//! Subcommand implementations.

pub mod analyze;
pub mod batch;
pub mod generate;
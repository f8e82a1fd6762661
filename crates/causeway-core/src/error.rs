//! Typed errors for the graph construction boundary.
//!
//! Analysis stages never return these: cyclic input is a validity flag on
//! the stage result, and unreachable nodes are a distance sentinel. Errors
//! exist only where a caller hands us something structurally malformed, and
//! they surface at construction time rather than as an out-of-bounds access
//! deep inside a traversal.

use thiserror::Error;

/// A structural precondition violation detected while building or querying
/// a [`Graph`](crate::graph::build::Graph).
#[derive(Debug, Clone, Copy, PartialEq, Eq, Error)]
pub enum GraphError {
    /// An edge endpoint refers to a node outside `[0, node_count)`.
    #[error("edge endpoint {node} out of range for graph with {node_count} nodes")]
    EdgeEndpointOutOfRange {
        /// The offending node id.
        node: usize,
        /// Number of nodes in the graph.
        node_count: usize,
    },

    /// A node duration was assigned to a node outside `[0, node_count)`.
    #[error("duration assigned to node {node}, out of range for graph with {node_count} nodes")]
    DurationNodeOutOfRange {
        /// The offending node id.
        node: usize,
        /// Number of nodes in the graph.
        node_count: usize,
    },

    /// The designated path-query source is outside `[0, node_count)`.
    #[error("source node {node} out of range for graph with {node_count} nodes")]
    SourceOutOfRange {
        /// The offending node id.
        node: usize,
        /// Number of nodes in the graph.
        node_count: usize,
    },
}

#[cfg(test)]
mod tests {
    use super::GraphError;

    #[test]
    fn messages_name_the_offending_node() {
        let err = GraphError::EdgeEndpointOutOfRange {
            node: 7,
            node_count: 4,
        };
        let text = err.to_string();
        assert!(text.contains('7'), "message should name the node: {text}");
        assert!(text.contains('4'), "message should name the bound: {text}");
    }
}
//! Per-stage instrumentation counters.
//!
//! Each analysis stage counts the operations it performs (node visits, edge
//! scans, queue traffic, relaxations) and measures its own wall time. The
//! counters travel *with* the stage result as a plain value — stages share
//! no mutable instrumentation state, so two runs over the same graph can
//! never observe each other.

use std::time::Duration;

use serde::Serialize;

/// Operation counts for one depth-first traversal stage (both Kosaraju
/// passes combined).
#[derive(Debug, Clone, Copy, Default, PartialEq, Eq, Serialize)]
pub struct DfsMetrics {
    /// Nodes entered (each node exactly once per pass).
    pub visits: u64,
    /// Adjacency entries examined, whether or not the target was unvisited.
    pub edge_scans: u64,
    /// Wall time for the stage.
    pub elapsed: Duration,
}

/// Queue traffic for one Kahn topological sort.
#[derive(Debug, Clone, Copy, Default, PartialEq, Eq, Serialize)]
pub struct QueueMetrics {
    /// Nodes enqueued (seeds plus every in-degree that reached zero).
    pub pushes: u64,
    /// Nodes dequeued; equals the length of the produced order.
    pub pops: u64,
    /// Wall time for the stage.
    pub elapsed: Duration,
}

/// Relaxation counts for one single-source path computation.
///
/// Includes the queue traffic of the internal topological sort the path
/// stage runs to establish its relaxation order.
#[derive(Debug, Clone, Copy, Default, PartialEq, Eq, Serialize)]
pub struct RelaxMetrics {
    /// Edges examined for relaxation from reached nodes.
    pub relaxations: u64,
    /// Queue metrics of the internal topological sort.
    pub topo: QueueMetrics,
    /// Wall time for the stage, topological sort included.
    pub elapsed: Duration,
}
//! Proptest generators shared by the property test suites.

use causeway_core::{Graph, WeightModel};
use proptest::prelude::*;

/// An arbitrary directed graph: 1–10 nodes, up to 3·n edges anywhere
/// (self-loops and parallels included), weights 1–10.
pub fn arb_graph() -> impl Strategy<Value = Graph> {
    (1usize..=10).prop_flat_map(|node_count| {
        prop::collection::vec((0..node_count, 0..node_count, 1i64..=10), 0..=3 * node_count)
            .prop_map(move |edges| {
                let mut graph = Graph::new(node_count, true, WeightModel::Edge);
                for (from, to, weight) in edges {
                    graph.add_edge(from, to, weight).expect("generated in range");
                }
                graph
            })
    })
}

/// An arbitrary DAG: every generated pair is oriented low id → high id, so
/// no cycle can form. Parallel edges are kept.
pub fn arb_dag() -> impl Strategy<Value = Graph> {
    (2usize..=10).prop_flat_map(|node_count| {
        prop::collection::vec((0..node_count, 0..node_count, 1i64..=10), 0..=3 * node_count)
            .prop_map(move |edges| {
                let mut graph = Graph::new(node_count, true, WeightModel::Edge);
                for (a, b, weight) in edges {
                    if a != b {
                        graph
                            .add_edge(a.min(b), a.max(b), weight)
                            .expect("generated in range");
                    }
                }
                graph
            })
    })
}
//! `cwy analyze` — run the full analysis pipeline on one graph document.

use std::io::Write;
use std::path::{Path, PathBuf};

use anyhow::Result;
use causeway_core::graph::condense::CondensationSummary;
use causeway_core::{
    CriticalPath, GraphStats, PathResult, SccResult, TopoResult, condense, critical_path,
    find_sccs, shortest_paths, topo_sort,
};
use clap::Args;
use serde::Serialize;

use crate::input;
use crate::output::{OutputMode, render, section};

/// Arguments for `cwy analyze`.
#[derive(Args, Debug)]
pub struct AnalyzeArgs {
    /// Path to the graph document (JSON).
    pub file: PathBuf,
}

/// Every stage result for one analyzed document.
#[derive(Debug, Serialize)]
pub struct AnalysisReport {
    /// The analyzed document.
    pub file: String,
    /// Nodes in the graph.
    pub node_count: usize,
    /// Logical edges in the graph.
    pub edge_count: usize,
    /// Component partition.
    pub scc: SccResult,
    /// Condensation summary.
    pub condensation: CondensationSummary,
    /// Topological sort of the condensation DAG.
    pub topo: TopoResult,
    /// The source the path queries ran from.
    pub source: usize,
    /// Shortest distances from `source` over the original graph.
    pub shortest: PathResult,
    /// The global critical path of the original graph.
    pub critical: CriticalPath,
    /// Summary statistics.
    pub stats: GraphStats,
}

/// Run the pipeline over the document at `path`.
///
/// # Errors
///
/// Fails if the document cannot be loaded or validated; analysis itself has
/// no error states (cyclic input shows up as validity flags in the report).
pub fn analyze_file(path: &Path) -> Result<AnalysisReport> {
    let graph = input::load_graph(path)?;

    let scc = find_sccs(&graph);
    let condensation = condense(&graph, &scc);
    let topo = topo_sort(&condensation.graph);
    let source = graph.source();
    let shortest = if graph.node_count() == 0 {
        // No nodes means no source to query; an empty valid result renders
        // as nothing rather than failing the whole report.
        PathResult {
            dist: Vec::new(),
            prev: Vec::new(),
            is_valid: true,
            metrics: causeway_core::metrics::RelaxMetrics::default(),
        }
    } else {
        shortest_paths(&graph, source)?
    };
    let critical = critical_path(&graph);
    let stats = GraphStats::from_analysis(&graph, &scc, &condensation);

    Ok(AnalysisReport {
        file: path.display().to_string(),
        node_count: graph.node_count(),
        edge_count: graph.edge_count(),
        condensation: condensation.summary(&graph),
        scc,
        topo,
        source,
        shortest,
        critical,
        stats,
    })
}

/// Execute `cwy analyze`.
///
/// # Errors
///
/// Fails if the document cannot be loaded or rendered.
pub fn run_analyze(args: &AnalyzeArgs, output: OutputMode) -> Result<()> {
    let report = analyze_file(&args.file)?;
    render(output, &report, render_report_human)
}

/// Human-readable rendering shared with `cwy batch`.
pub fn render_report_human(report: &AnalysisReport, w: &mut dyn Write) -> std::io::Result<()> {
    writeln!(
        w,
        "Graph loaded: {} nodes, {} edges",
        report.node_count, report.edge_count
    )?;

    writeln!(w)?;
    section(w, "Strongly Connected Components")?;
    for (id, component) in report.scc.components.iter().enumerate() {
        writeln!(w, "component {id}: {component:?} (size {})", component.len())?;
    }
    writeln!(w, "total components: {}", report.scc.component_count())?;

    writeln!(w)?;
    section(w, "Condensation")?;
    writeln!(w, "original nodes:  {}", report.condensation.original_nodes)?;
    writeln!(w, "condensed nodes: {}", report.condensation.condensed_nodes)?;
    writeln!(w, "condensed edges: {}", report.condensation.condensed_edges)?;
    writeln!(w, "component sizes: {:?}", report.condensation.component_sizes)?;

    writeln!(w)?;
    section(w, "Topological Order (condensation)")?;
    if report.topo.is_acyclic {
        writeln!(w, "order: {:?}", report.topo.order)?;
    } else {
        writeln!(w, "graph contains cycles - no valid topological order")?;
    }

    writeln!(w)?;
    section(w, "Shortest Distances")?;
    if report.shortest.is_valid {
        writeln!(w, "from source {}:", report.source)?;
        for (node, distance) in report.shortest.dist.iter().enumerate() {
            if let Some(distance) = distance {
                writeln!(w, "  to {node}: {distance}")?;
            }
        }
    } else {
        writeln!(
            w,
            "graph contains cycles - shortest paths undefined on the raw graph"
        )?;
    }

    writeln!(w)?;
    section(w, "Critical Path")?;
    if report.critical.path.is_empty() {
        writeln!(w, "no critical path (empty graph)")?;
    } else {
        let rendered: Vec<String> = report.critical.path.iter().map(ToString::to_string).collect();
        writeln!(w, "path:   {}", rendered.join(" -> "))?;
        writeln!(w, "length: {}", report.critical.length)?;
        if let Some(source) = report.critical.source {
            writeln!(w, "source: {source}")?;
        }
    }

    Ok(())
}
//! `cwy generate` — write synthetic graph datasets.
//!
//! Nine documents (small/medium/large, three each) with a target edge count
//! and a number of injected cycles, so the analysis pipeline always has
//! both acyclic and cyclic structure to chew on. Weights are uniform in
//! 1..=10 and every document designates node 0 as the path source.

use std::collections::HashSet;
use std::fs;
use std::path::PathBuf;

use anyhow::{Context, Result};
use clap::Args;
use rand::Rng;
use serde_json::json;
use tracing::debug;

/// Arguments for `cwy generate`.
#[derive(Args, Debug)]
pub struct GenerateArgs {
    /// Output directory for the generated documents.
    #[arg(long, default_value = "data")]
    pub out: PathBuf,
}

/// Name, node count, edge target, and cycle range per dataset.
const DATASETS: [(&str, usize, usize, usize, usize); 9] = [
    ("small_1", 8, 12, 1, 2),
    ("small_2", 6, 8, 0, 0),
    ("small_3", 10, 15, 2, 3),
    ("medium_1", 15, 25, 3, 5),
    ("medium_2", 12, 18, 1, 2),
    ("medium_3", 20, 35, 4, 6),
    ("large_1", 30, 60, 5, 8),
    ("large_2", 25, 40, 2, 4),
    ("large_3", 50, 100, 8, 12),
];

/// Execute `cwy generate`.
///
/// # Errors
///
/// Fails if the output directory cannot be created or a document cannot be
/// written.
pub fn run_generate(args: &GenerateArgs, quiet: bool) -> Result<()> {
    fs::create_dir_all(&args.out)
        .with_context(|| format!("create output directory {}", args.out.display()))?;

    let mut rng = rand::thread_rng();

    for (name, nodes, edges, min_cycles, max_cycles) in DATASETS {
        let document = generate_document(&mut rng, nodes, edges, min_cycles, max_cycles);
        let path = args.out.join(format!("{name}.json"));

        let file = fs::File::create(&path)
            .with_context(|| format!("create document {}", path.display()))?;
        serde_json::to_writer_pretty(file, &document)
            .with_context(|| format!("write document {}", path.display()))?;

        if !quiet {
            println!("generated: {} ({nodes} nodes, {edges} edges)", path.display());
        }
    }

    Ok(())
}

/// Build one random graph document: injected cycles first, then random
/// filler edges until the target count is reached.
fn generate_document(
    rng: &mut impl Rng,
    nodes: usize,
    target_edges: usize,
    min_cycles: usize,
    max_cycles: usize,
) -> serde_json::Value {
    let mut seen: HashSet<(usize, usize)> = HashSet::new();
    let mut edges: Vec<(usize, usize, i64)> = Vec::new();

    let cycles = rng.gen_range(min_cycles..=max_cycles);
    inject_cycles(rng, nodes, cycles, &mut seen, &mut edges);

    // Random filler until the document reaches its edge target. Self-loops
    // and duplicates are rerolled, never written.
    while seen.len() < target_edges {
        let u = rng.gen_range(0..nodes);
        let v = rng.gen_range(0..nodes);
        if u != v && seen.insert((u, v)) {
            edges.push((u, v, rng.gen_range(1..=10)));
        }
    }

    debug!(nodes, edges = edges.len(), cycles, "document generated");

    json!({
        "directed": true,
        "n": nodes,
        "weight_model": "edge",
        "edges": edges
            .iter()
            .map(|&(u, v, w)| json!({ "u": u, "v": v, "w": w }))
            .collect::<Vec<_>>(),
        "source": 0,
    })
}

/// Wire `cycles` random rings of 3–6 distinct nodes (capped at a third of
/// the node count, so small graphs are not all cycle).
fn inject_cycles(
    rng: &mut impl Rng,
    nodes: usize,
    cycles: usize,
    seen: &mut HashSet<(usize, usize)>,
    edges: &mut Vec<(usize, usize, i64)>,
) {
    for _ in 0..cycles.min(nodes / 3) {
        let size = rng.gen_range(3..=6.min(nodes));
        let mut ring: Vec<usize> = Vec::with_capacity(size);
        while ring.len() < size {
            let node = rng.gen_range(0..nodes);
            if !ring.contains(&node) {
                ring.push(node);
            }
        }

        for index in 0..size {
            let u = ring[index];
            let v = ring[(index + 1) % size];
            if seen.insert((u, v)) {
                edges.push((u, v, rng.gen_range(1..=10)));
            }
        }
    }
}
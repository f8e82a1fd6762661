//! Single-source DAG path analysis and the global critical path.
//!
//! # Overview
//!
//! Shortest and longest distances are computed by relaxation in topological
//! order: once the order is in hand, a single pass suffices — no priority
//! queue and no re-relaxation, because a topological order has no back
//! edges. Both directions share one traversal skeleton; only the
//! initialization and the comparison sign differ.
//!
//! Cyclic input is rejected up front: the internal topological sort reports
//! it, the result carries `is_valid = false`, and no relaxation happens.
//! There is no fallback to a general-graph algorithm. Unreachable nodes are
//! not an error — they keep the `None` distance sentinel.
//!
//! The **critical path** is the longest finite path anywhere in the graph:
//! longest-path runs from every source (O(V) invocations, each O(V+E)) and
//! the best `(source, target)` pair wins. Ties keep the first pair reaching
//! the maximum, sources and targets scanned in increasing id order.

#![allow(clippy::module_name_repetitions)]

use std::time::Instant;

use serde::Serialize;
use tracing::debug;

use crate::error::GraphError;
use crate::graph::build::Graph;
use crate::graph::topo::topo_sort;
use crate::metrics::RelaxMetrics;

// ---------------------------------------------------------------------------
// Result types
// ---------------------------------------------------------------------------

/// Distances and predecessors from one single-source computation.
#[derive(Debug, Clone, Serialize)]
pub struct PathResult {
    /// Distance per node; `None` marks nodes unreached from the source.
    pub dist: Vec<Option<i64>>,
    /// Predecessor per node on its best known path.
    pub prev: Vec<Option<usize>>,
    /// False iff the graph was cyclic; distances are meaningless then
    /// (only the source's zero was initialized).
    pub is_valid: bool,
    /// Relaxation and internal topological sort counters.
    pub metrics: RelaxMetrics,
}

impl PathResult {
    /// Distance to `node`, if it was reached.
    #[must_use]
    pub fn distance_to(&self, node: usize) -> Option<i64> {
        if self.is_valid {
            self.dist.get(node).copied().flatten()
        } else {
            None
        }
    }

    /// The best path ending at `target`, reconstructed by walking
    /// predecessors backward, or `None` if `target` was never reached (or
    /// the computation was invalid).
    #[must_use]
    pub fn path_to(&self, target: usize) -> Option<Vec<usize>> {
        if !self.is_valid || self.dist.get(target).copied().flatten().is_none() {
            return None;
        }
        Some(walk_predecessors(&self.prev, target))
    }
}

/// The longest path anywhere in the graph.
#[derive(Debug, Clone, Serialize)]
pub struct CriticalPath {
    /// Node sequence from chosen source to chosen target.
    ///
    /// Degenerate inputs (no finite longest path in a non-empty graph)
    /// yield the single-node path `[0]`; an empty graph yields an empty
    /// path.
    pub path: Vec<usize>,
    /// Total weight along `path` (0 for degenerate results).
    pub length: i64,
    /// The source the winning run started from; `None` for an empty graph.
    pub source: Option<usize>,
}

// ---------------------------------------------------------------------------
// Single-source relaxation
// ---------------------------------------------------------------------------

/// Which extreme the relaxation pass keeps.
#[derive(Debug, Clone, Copy, PartialEq, Eq)]
enum Objective {
    Shortest,
    Longest,
}

/// Single-source shortest distances over an acyclic graph.
///
/// # Errors
///
/// Returns [`GraphError::SourceOutOfRange`] if `source` is not a node of
/// `graph`. Cyclic input is not an error — it comes back as a result with
/// `is_valid = false`.
pub fn shortest_paths(graph: &Graph, source: usize) -> Result<PathResult, GraphError> {
    check_source(graph, source)?;
    Ok(relax_in_topo_order(graph, source, Objective::Shortest))
}

/// Single-source longest distances over an acyclic graph.
///
/// # Errors
///
/// Returns [`GraphError::SourceOutOfRange`] if `source` is not a node of
/// `graph`. Cyclic input is not an error — it comes back as a result with
/// `is_valid = false`.
pub fn longest_paths(graph: &Graph, source: usize) -> Result<PathResult, GraphError> {
    check_source(graph, source)?;
    Ok(relax_in_topo_order(graph, source, Objective::Longest))
}

const fn check_source(graph: &Graph, source: usize) -> Result<(), GraphError> {
    if source >= graph.node_count() {
        return Err(GraphError::SourceOutOfRange {
            node: source,
            node_count: graph.node_count(),
        });
    }
    Ok(())
}

/// The shared relaxation skeleton: one pass over a topological order,
/// comparison parametrized by `objective`.
fn relax_in_topo_order(graph: &Graph, source: usize, objective: Objective) -> PathResult {
    let started = Instant::now();
    let mut metrics = RelaxMetrics::default();
    let node_count = graph.node_count();

    let mut dist: Vec<Option<i64>> = vec![None; node_count];
    let mut prev: Vec<Option<usize>> = vec![None; node_count];
    dist[source] = Some(0);

    let topo = topo_sort(graph);
    metrics.topo = topo.metrics;

    if !topo.is_acyclic {
        metrics.elapsed = started.elapsed();
        return PathResult {
            dist,
            prev,
            is_valid: false,
            metrics,
        };
    }

    for &node in &topo.order {
        // Nodes not yet reached cannot improve anything downstream.
        let Some(base) = dist[node] else { continue };
        for edge in graph.edges(node) {
            metrics.relaxations += 1;
            let candidate = base + edge.weight;
            let improves = match dist[edge.to] {
                None => true,
                Some(current) => match objective {
                    Objective::Shortest => candidate < current,
                    Objective::Longest => candidate > current,
                },
            };
            if improves {
                dist[edge.to] = Some(candidate);
                prev[edge.to] = Some(node);
            }
        }
    }

    metrics.elapsed = started.elapsed();
    PathResult {
        dist,
        prev,
        is_valid: true,
        metrics,
    }
}

// ---------------------------------------------------------------------------
// Critical path
// ---------------------------------------------------------------------------

/// Find the longest finite path anywhere in `graph`.
///
/// Runs longest-path from every node and keeps the best `(source, target)`
/// pair; the first pair reaching the maximum wins, so equal-length paths
/// found later never replace an earlier winner. On a cyclic graph every run
/// is invalid and the degenerate fallback applies.
#[must_use]
pub fn critical_path(graph: &Graph) -> CriticalPath {
    let node_count = graph.node_count();

    let mut best_length: Option<i64> = None;
    let mut best_source: Option<usize> = None;
    let mut best_path: Vec<usize> = Vec::new();

    for source in 0..node_count {
        let run = relax_in_topo_order(graph, source, Objective::Longest);
        if !run.is_valid {
            continue;
        }
        for (target, &distance) in run.dist.iter().enumerate() {
            let Some(distance) = distance else { continue };
            if best_length.is_none_or(|best| distance > best) {
                best_length = Some(distance);
                best_source = Some(source);
                best_path = walk_predecessors(&run.prev, target);
            }
        }
    }

    let result = match best_length {
        Some(length) => CriticalPath {
            path: best_path,
            length,
            source: best_source,
        },
        // Every run was invalid (cyclic graph): degenerate single-node
        // fallback rather than a failure.
        None if node_count > 0 => CriticalPath {
            path: vec![0],
            length: 0,
            source: Some(0),
        },
        None => CriticalPath {
            path: Vec::new(),
            length: 0,
            source: None,
        },
    };

    debug!(
        length = result.length,
        nodes = result.path.len(),
        "critical path selected"
    );
    result
}

/// Walk predecessor links backward from `target`, then reverse into
/// source-to-target order.
fn walk_predecessors(prev: &[Option<usize>], target: usize) -> Vec<usize> {
    let mut path = vec![target];
    let mut cursor = target;
    while let Some(predecessor) = prev[cursor] {
        path.push(predecessor);
        cursor = predecessor;
    }
    path.reverse();
    path
}

// ---------------------------------------------------------------------------
// Tests
// ---------------------------------------------------------------------------

#[cfg(test)]
mod tests {
    use super::{critical_path, longest_paths, shortest_paths};
    use crate::graph::build::{Graph, WeightModel};

    fn graph_with_edges(node_count: usize, edges: &[(usize, usize, i64)]) -> Graph {
        let mut graph = Graph::new(node_count, true, WeightModel::Edge);
        for &(from, to, weight) in edges {
            graph.add_edge(from, to, weight).expect("test edge in range");
        }
        graph
    }

    fn diverging_chain() -> Graph {
        // 0 → 1 → 2 → 3 with a heavy shortcut 0 → 2.
        graph_with_edges(4, &[(0, 1, 2), (1, 2, 3), (0, 2, 10), (2, 3, 1)])
    }

    // -----------------------------------------------------------------------
    // Shortest paths
    // -----------------------------------------------------------------------

    #[test]
    fn shortest_prefers_the_cheap_route() {
        let result = shortest_paths(&diverging_chain(), 0).expect("source in range");
        assert!(result.is_valid);
        assert_eq!(
            result.dist,
            vec![Some(0), Some(2), Some(5), Some(6)],
            "2 via the chain beats 10 via the shortcut"
        );
        assert_eq!(result.path_to(3), Some(vec![0, 1, 2, 3]));
    }

    #[test]
    fn unreached_nodes_keep_the_sentinel() {
        let result =
            shortest_paths(&graph_with_edges(3, &[(1, 2, 1)]), 1).expect("source in range");
        assert!(result.is_valid);
        assert_eq!(result.dist[0], None, "node 0 unreachable from 1");
        assert_eq!(result.distance_to(2), Some(1));
        assert_eq!(result.path_to(0), None);
    }

    #[test]
    fn source_path_is_itself() {
        let result = shortest_paths(&graph_with_edges(2, &[(0, 1, 4)]), 0).expect("in range");
        assert_eq!(result.path_to(0), Some(vec![0]));
    }

    #[test]
    fn cyclic_input_is_flagged_invalid() {
        let mut graph = diverging_chain();
        graph.add_edge(2, 0, 1).expect("in range");

        let result = shortest_paths(&graph, 0).expect("source in range");
        assert!(!result.is_valid);
        assert_eq!(result.distance_to(3), None, "invalid results expose nothing");
    }

    #[test]
    fn out_of_range_source_is_a_construction_error() {
        let graph = graph_with_edges(2, &[(0, 1, 1)]);
        assert!(shortest_paths(&graph, 2).is_err());
        assert!(longest_paths(&graph, 9).is_err());
    }

    // -----------------------------------------------------------------------
    // Longest paths
    // -----------------------------------------------------------------------

    #[test]
    fn longest_prefers_the_heavy_route() {
        let result = longest_paths(&diverging_chain(), 0).expect("source in range");
        assert!(result.is_valid);
        assert_eq!(
            result.dist,
            vec![Some(0), Some(2), Some(10), Some(11)],
            "the 10-weight shortcut dominates the 5-weight chain"
        );
        assert_eq!(result.path_to(3), Some(vec![0, 2, 3]));
    }

    #[test]
    fn longest_and_shortest_agree_on_a_single_route() {
        let graph = graph_with_edges(3, &[(0, 1, 4), (1, 2, 2)]);
        let shortest = shortest_paths(&graph, 0).expect("in range");
        let longest = longest_paths(&graph, 0).expect("in range");
        assert_eq!(shortest.dist, longest.dist, "one route, one answer");
    }

    #[test]
    fn relaxation_counts_edges_from_reached_nodes_only() {
        let result =
            shortest_paths(&graph_with_edges(3, &[(1, 2, 1), (0, 1, 1)]), 1).expect("in range");
        // Node 0 is unreached; its edge is never relaxed.
        assert_eq!(result.metrics.relaxations, 1);
    }

    // -----------------------------------------------------------------------
    // Critical path
    // -----------------------------------------------------------------------

    #[test]
    fn critical_path_spans_the_heaviest_route() {
        let result = critical_path(&diverging_chain());
        assert_eq!(result.length, 11);
        assert_eq!(result.path, vec![0, 2, 3]);
        assert_eq!(result.source, Some(0));
    }

    #[test]
    fn critical_path_first_maximum_wins() {
        // Two disconnected edges of equal weight; the lower-id source is
        // found first and keeps the title.
        let result = critical_path(&graph_with_edges(4, &[(0, 1, 5), (2, 3, 5)]));
        assert_eq!(result.length, 5);
        assert_eq!(result.path, vec![0, 1]);
        assert_eq!(result.source, Some(0));
    }

    #[test]
    fn cyclic_graph_degenerates_to_node_zero() {
        let result = critical_path(&graph_with_edges(3, &[(0, 1, 1), (1, 2, 1), (2, 0, 1)]));
        assert_eq!(result.path, vec![0]);
        assert_eq!(result.length, 0);
        assert_eq!(result.source, Some(0));
    }

    #[test]
    fn single_node_graph_is_its_own_critical_path() {
        let result = critical_path(&graph_with_edges(1, &[]));
        assert_eq!(result.path, vec![0]);
        assert_eq!(result.length, 0);
        assert_eq!(result.source, Some(0));
    }

    #[test]
    fn empty_graph_has_an_empty_critical_path() {
        let result = critical_path(&graph_with_edges(0, &[]));
        assert!(result.path.is_empty());
        assert_eq!(result.length, 0);
        assert_eq!(result.source, None);
    }
}
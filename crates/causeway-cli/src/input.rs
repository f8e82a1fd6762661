//! JSON graph documents.
//!
//! The on-disk format mirrors the in-memory model:
//!
//! ```json
//! {
//!   "directed": true,
//!   "n": 4,
//!   "weight_model": "edge",
//!   "edges": [{ "u": 0, "v": 1, "w": 2 }],
//!   "node_durations": { "1": 5 },
//!   "source": 0
//! }
//! ```
//!
//! `directed` defaults to true, `weight_model` to `"edge"`, `source` to
//! node 0. `node_durations` is only consulted under the node weight model.
//! Everything structural (endpoint ranges, the source node) is validated by
//! the core constructor here, before any analysis stage runs.

use std::collections::HashMap;
use std::fs;
use std::path::Path;

use anyhow::{Context, Result};
use causeway_core::{Graph, WeightModel};
use serde::Deserialize;

/// A deserialized graph document, prior to validation.
#[derive(Debug, Deserialize)]
pub struct GraphFile {
    /// Whether edges are directed (default true).
    #[serde(default = "default_directed")]
    pub directed: bool,
    /// Number of nodes.
    pub n: usize,
    /// Weight model (default edge weights).
    #[serde(default)]
    pub weight_model: WeightModel,
    /// Edge list in document order.
    #[serde(default)]
    pub edges: Vec<EdgeEntry>,
    /// Per-node durations, keyed by stringified node id.
    #[serde(default)]
    pub node_durations: HashMap<String, i64>,
    /// Designated path-query source.
    #[serde(default)]
    pub source: Option<usize>,
}

/// One edge row of a graph document.
#[derive(Debug, Deserialize)]
pub struct EdgeEntry {
    /// Source node.
    pub u: usize,
    /// Target node.
    pub v: usize,
    /// Edge weight.
    pub w: i64,
}

const fn default_directed() -> bool {
    true
}

/// Load and validate a graph document from `path`.
///
/// # Errors
///
/// Fails on unreadable files, malformed JSON, or documents that violate the
/// core's structural preconditions (out-of-range endpoints, durations, or
/// source).
pub fn load_graph(path: &Path) -> Result<Graph> {
    let text = fs::read_to_string(path)
        .with_context(|| format!("read graph document {}", path.display()))?;
    let file: GraphFile = serde_json::from_str(&text)
        .with_context(|| format!("parse graph document {}", path.display()))?;
    build_graph(&file).with_context(|| format!("validate graph document {}", path.display()))
}

/// Build a validated [`Graph`] from a deserialized document.
///
/// # Errors
///
/// Fails when the document references nodes outside `[0, n)` or carries a
/// duration key that is not a node id.
pub fn build_graph(file: &GraphFile) -> Result<Graph> {
    let mut graph = Graph::new(file.n, file.directed, file.weight_model);

    for edge in &file.edges {
        graph.add_edge(edge.u, edge.v, edge.w)?;
    }

    if matches!(file.weight_model, WeightModel::Node) {
        for (key, &duration) in &file.node_durations {
            let node: usize = key
                .parse()
                .with_context(|| format!("node duration key {key:?} is not a node id"))?;
            graph.set_node_duration(node, duration)?;
        }
    }

    if let Some(source) = file.source {
        graph.set_source(source)?;
    }

    Ok(graph)
}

--

• Exercise aim: If a line in the records above contains the string "EdgeEndpointOutOfRange", copy that line out.

• Answer to the exercise:
    EdgeEndpointOutOfRange {
        let err = GraphError::EdgeEndpointOutOfRange {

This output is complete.